**Exercise directions:** Determine how many lines in the entries below hold "BufWriter". Respond with that number only.

**Data:**
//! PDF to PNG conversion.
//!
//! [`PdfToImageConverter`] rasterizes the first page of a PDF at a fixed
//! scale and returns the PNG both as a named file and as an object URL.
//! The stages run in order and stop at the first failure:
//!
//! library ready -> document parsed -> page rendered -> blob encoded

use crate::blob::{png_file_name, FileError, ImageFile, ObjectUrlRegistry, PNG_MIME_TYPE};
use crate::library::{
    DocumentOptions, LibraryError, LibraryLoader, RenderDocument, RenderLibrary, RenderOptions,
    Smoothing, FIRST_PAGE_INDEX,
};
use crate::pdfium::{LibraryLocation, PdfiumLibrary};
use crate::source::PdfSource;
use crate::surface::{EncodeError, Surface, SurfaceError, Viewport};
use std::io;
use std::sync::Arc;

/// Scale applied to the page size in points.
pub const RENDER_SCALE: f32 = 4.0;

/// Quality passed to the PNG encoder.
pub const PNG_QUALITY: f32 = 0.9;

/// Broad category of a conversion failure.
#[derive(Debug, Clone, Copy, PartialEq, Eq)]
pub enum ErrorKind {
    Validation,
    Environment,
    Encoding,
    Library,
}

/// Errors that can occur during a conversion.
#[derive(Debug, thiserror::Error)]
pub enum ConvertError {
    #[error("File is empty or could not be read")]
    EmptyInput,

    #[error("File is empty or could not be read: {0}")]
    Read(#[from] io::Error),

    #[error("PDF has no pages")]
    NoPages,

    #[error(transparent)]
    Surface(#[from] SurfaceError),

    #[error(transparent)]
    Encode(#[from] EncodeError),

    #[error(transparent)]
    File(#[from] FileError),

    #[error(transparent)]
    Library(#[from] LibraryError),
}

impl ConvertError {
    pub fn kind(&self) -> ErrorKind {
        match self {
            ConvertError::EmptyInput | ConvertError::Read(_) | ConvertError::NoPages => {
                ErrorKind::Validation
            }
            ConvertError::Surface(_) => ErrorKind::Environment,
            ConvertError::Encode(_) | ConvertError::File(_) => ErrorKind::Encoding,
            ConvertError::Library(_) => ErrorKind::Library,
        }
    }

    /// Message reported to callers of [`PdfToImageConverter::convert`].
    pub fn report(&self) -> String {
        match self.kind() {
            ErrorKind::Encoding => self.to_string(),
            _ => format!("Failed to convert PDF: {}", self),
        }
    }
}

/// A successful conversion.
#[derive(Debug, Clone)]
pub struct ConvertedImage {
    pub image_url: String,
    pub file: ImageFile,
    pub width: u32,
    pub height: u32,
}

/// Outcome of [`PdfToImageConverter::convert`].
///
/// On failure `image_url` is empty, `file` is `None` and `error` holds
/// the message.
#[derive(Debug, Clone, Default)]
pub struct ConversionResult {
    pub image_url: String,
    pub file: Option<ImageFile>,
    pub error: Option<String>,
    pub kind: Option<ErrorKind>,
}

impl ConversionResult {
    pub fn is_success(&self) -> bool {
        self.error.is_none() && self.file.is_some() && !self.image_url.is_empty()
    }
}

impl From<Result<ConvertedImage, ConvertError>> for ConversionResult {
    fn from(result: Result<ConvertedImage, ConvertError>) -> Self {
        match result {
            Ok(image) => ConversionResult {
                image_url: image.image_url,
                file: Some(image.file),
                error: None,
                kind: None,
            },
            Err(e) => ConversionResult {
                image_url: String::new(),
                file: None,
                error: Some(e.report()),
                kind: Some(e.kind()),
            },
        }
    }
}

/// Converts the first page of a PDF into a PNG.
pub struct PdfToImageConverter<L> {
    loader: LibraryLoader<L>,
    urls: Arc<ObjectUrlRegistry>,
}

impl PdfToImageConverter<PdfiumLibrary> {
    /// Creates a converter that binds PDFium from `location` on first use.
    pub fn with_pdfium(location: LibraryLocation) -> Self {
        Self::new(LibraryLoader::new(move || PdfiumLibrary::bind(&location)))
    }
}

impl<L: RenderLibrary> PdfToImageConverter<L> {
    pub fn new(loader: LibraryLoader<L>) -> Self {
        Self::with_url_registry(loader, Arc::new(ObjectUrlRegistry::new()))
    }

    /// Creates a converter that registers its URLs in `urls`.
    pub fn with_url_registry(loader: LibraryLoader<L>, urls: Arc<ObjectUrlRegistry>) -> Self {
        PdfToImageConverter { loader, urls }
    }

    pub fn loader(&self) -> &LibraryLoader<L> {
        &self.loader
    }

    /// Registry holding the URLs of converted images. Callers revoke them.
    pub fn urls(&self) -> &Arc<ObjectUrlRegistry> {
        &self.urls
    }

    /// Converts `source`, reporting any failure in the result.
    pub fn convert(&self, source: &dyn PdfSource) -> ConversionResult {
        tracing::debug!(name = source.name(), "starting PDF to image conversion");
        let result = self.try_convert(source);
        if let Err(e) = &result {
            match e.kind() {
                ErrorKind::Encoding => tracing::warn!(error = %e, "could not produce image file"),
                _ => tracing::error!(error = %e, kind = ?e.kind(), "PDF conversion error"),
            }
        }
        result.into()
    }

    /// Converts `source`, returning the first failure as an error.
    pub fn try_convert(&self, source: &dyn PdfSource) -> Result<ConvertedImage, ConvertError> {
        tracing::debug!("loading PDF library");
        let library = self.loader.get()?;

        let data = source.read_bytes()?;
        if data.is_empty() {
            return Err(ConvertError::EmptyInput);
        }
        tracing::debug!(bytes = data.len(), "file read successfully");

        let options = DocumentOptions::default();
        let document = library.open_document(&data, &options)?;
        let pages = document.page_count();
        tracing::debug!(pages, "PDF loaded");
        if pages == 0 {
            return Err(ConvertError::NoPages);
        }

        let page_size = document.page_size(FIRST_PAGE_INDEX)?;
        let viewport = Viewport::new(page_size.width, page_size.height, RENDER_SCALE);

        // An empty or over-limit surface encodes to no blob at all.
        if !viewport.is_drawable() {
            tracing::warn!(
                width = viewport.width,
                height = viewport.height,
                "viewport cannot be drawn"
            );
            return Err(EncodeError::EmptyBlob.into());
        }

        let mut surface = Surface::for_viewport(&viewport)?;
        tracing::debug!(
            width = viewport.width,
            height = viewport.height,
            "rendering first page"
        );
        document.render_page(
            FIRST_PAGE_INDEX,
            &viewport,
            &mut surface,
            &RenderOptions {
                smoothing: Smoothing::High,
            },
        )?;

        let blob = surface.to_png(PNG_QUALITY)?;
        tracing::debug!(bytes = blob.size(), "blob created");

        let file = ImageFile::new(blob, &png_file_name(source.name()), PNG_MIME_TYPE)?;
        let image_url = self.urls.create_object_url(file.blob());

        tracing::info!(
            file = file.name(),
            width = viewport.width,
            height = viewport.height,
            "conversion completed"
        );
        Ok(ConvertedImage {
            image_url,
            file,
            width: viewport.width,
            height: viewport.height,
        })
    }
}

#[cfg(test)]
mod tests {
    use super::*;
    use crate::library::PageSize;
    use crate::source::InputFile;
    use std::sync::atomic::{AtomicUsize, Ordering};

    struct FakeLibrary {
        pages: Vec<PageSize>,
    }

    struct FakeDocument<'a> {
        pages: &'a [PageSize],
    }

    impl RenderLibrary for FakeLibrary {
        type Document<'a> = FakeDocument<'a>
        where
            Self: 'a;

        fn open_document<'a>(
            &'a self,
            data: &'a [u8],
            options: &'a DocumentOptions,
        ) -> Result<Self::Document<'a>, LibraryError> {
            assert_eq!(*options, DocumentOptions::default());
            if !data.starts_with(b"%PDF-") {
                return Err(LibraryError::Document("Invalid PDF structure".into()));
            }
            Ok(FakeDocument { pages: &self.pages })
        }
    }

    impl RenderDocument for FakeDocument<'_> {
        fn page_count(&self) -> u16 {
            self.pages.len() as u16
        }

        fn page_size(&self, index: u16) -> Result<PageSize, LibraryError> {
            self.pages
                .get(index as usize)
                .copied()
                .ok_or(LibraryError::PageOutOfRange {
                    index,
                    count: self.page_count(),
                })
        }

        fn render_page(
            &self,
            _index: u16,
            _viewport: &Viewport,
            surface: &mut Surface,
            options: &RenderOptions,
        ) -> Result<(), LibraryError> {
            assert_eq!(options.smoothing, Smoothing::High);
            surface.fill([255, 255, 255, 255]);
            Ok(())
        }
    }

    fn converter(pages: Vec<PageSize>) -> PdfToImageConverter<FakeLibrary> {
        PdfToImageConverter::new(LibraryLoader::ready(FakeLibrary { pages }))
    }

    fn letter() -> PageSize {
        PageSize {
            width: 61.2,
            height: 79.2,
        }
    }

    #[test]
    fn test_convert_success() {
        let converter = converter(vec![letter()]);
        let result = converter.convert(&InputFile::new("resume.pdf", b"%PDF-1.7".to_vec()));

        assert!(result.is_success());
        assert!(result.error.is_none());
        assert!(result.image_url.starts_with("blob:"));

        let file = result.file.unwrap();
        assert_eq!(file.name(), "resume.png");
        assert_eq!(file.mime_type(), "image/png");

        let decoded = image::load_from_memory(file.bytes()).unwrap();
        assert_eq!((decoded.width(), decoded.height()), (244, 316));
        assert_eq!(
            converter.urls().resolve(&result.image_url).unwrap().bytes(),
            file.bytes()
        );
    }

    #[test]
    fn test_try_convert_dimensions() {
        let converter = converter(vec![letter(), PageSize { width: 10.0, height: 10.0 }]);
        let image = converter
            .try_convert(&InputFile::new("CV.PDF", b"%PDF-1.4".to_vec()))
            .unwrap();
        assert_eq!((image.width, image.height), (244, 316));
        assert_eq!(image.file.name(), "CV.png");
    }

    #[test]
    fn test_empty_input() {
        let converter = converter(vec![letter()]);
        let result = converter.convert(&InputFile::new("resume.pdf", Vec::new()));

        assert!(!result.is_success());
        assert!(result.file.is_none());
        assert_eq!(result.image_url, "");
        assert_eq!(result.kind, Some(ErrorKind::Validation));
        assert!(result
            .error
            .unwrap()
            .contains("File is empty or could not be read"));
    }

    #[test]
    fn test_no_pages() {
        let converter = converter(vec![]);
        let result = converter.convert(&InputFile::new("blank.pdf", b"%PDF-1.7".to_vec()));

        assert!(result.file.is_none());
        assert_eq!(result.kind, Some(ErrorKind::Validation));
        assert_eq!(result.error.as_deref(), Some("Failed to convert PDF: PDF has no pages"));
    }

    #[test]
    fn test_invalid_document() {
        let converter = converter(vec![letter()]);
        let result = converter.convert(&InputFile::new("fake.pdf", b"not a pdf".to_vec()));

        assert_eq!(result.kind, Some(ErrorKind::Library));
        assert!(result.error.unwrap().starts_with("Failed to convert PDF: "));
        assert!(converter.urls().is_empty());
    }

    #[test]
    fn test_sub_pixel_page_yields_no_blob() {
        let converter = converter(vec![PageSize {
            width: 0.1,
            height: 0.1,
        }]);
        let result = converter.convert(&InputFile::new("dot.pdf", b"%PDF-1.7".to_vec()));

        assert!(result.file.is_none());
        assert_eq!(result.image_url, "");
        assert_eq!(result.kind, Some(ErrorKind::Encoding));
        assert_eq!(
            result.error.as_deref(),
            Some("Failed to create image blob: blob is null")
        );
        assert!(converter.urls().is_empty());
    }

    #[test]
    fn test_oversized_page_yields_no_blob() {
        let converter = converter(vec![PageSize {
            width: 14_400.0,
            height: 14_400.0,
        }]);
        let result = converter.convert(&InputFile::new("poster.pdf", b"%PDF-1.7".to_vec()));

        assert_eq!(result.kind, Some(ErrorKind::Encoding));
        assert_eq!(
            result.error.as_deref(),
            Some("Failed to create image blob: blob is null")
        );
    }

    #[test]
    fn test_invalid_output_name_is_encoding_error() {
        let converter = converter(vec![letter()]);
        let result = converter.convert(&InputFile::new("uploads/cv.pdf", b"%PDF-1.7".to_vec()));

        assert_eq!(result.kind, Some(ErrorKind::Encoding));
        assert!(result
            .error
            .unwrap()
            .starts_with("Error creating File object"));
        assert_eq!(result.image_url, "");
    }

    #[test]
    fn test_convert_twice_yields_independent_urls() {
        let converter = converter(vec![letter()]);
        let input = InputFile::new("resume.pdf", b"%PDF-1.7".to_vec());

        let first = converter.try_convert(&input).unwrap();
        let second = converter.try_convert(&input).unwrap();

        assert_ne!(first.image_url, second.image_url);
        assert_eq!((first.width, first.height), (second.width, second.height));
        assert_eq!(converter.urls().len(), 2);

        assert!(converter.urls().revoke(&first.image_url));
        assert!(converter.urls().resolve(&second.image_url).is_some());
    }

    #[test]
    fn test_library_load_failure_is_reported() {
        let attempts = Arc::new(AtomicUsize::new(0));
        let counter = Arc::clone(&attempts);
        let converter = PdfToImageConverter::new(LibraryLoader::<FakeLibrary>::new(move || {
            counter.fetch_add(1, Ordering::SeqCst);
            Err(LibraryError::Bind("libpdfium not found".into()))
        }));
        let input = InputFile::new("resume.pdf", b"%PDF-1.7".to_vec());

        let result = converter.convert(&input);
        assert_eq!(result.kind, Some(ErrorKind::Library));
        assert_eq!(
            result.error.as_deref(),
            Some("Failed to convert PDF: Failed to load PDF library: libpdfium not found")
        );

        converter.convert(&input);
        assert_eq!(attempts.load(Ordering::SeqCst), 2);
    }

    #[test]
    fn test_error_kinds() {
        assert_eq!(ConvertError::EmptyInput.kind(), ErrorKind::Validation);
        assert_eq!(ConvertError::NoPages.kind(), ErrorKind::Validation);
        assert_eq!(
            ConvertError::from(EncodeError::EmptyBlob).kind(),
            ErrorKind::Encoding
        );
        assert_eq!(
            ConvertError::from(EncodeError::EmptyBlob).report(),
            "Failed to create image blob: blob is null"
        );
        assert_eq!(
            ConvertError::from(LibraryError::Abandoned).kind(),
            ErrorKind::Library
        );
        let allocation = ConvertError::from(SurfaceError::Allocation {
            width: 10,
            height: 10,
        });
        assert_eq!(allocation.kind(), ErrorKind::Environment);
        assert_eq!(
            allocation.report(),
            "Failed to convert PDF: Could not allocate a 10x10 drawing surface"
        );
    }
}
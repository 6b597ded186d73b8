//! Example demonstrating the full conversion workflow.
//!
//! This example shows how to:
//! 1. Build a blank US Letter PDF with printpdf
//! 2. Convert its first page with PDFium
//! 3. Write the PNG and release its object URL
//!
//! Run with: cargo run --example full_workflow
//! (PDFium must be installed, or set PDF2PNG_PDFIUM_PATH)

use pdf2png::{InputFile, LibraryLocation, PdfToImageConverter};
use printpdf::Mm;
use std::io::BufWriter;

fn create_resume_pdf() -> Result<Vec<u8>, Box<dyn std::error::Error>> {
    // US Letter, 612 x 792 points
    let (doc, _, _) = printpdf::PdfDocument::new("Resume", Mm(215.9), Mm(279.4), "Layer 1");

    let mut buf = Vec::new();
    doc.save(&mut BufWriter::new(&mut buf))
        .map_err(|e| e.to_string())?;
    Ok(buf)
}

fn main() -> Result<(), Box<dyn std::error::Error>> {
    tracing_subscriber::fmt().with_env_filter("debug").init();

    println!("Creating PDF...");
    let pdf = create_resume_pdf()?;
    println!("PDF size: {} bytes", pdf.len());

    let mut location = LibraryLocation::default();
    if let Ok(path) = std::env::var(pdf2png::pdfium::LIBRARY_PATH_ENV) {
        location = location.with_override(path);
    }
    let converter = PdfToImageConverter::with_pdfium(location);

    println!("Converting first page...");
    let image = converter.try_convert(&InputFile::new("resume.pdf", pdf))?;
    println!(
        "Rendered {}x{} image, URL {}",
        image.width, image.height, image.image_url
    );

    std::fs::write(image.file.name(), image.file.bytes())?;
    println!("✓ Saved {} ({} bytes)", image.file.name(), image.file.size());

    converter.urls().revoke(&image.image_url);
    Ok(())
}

**Result of this task:** 2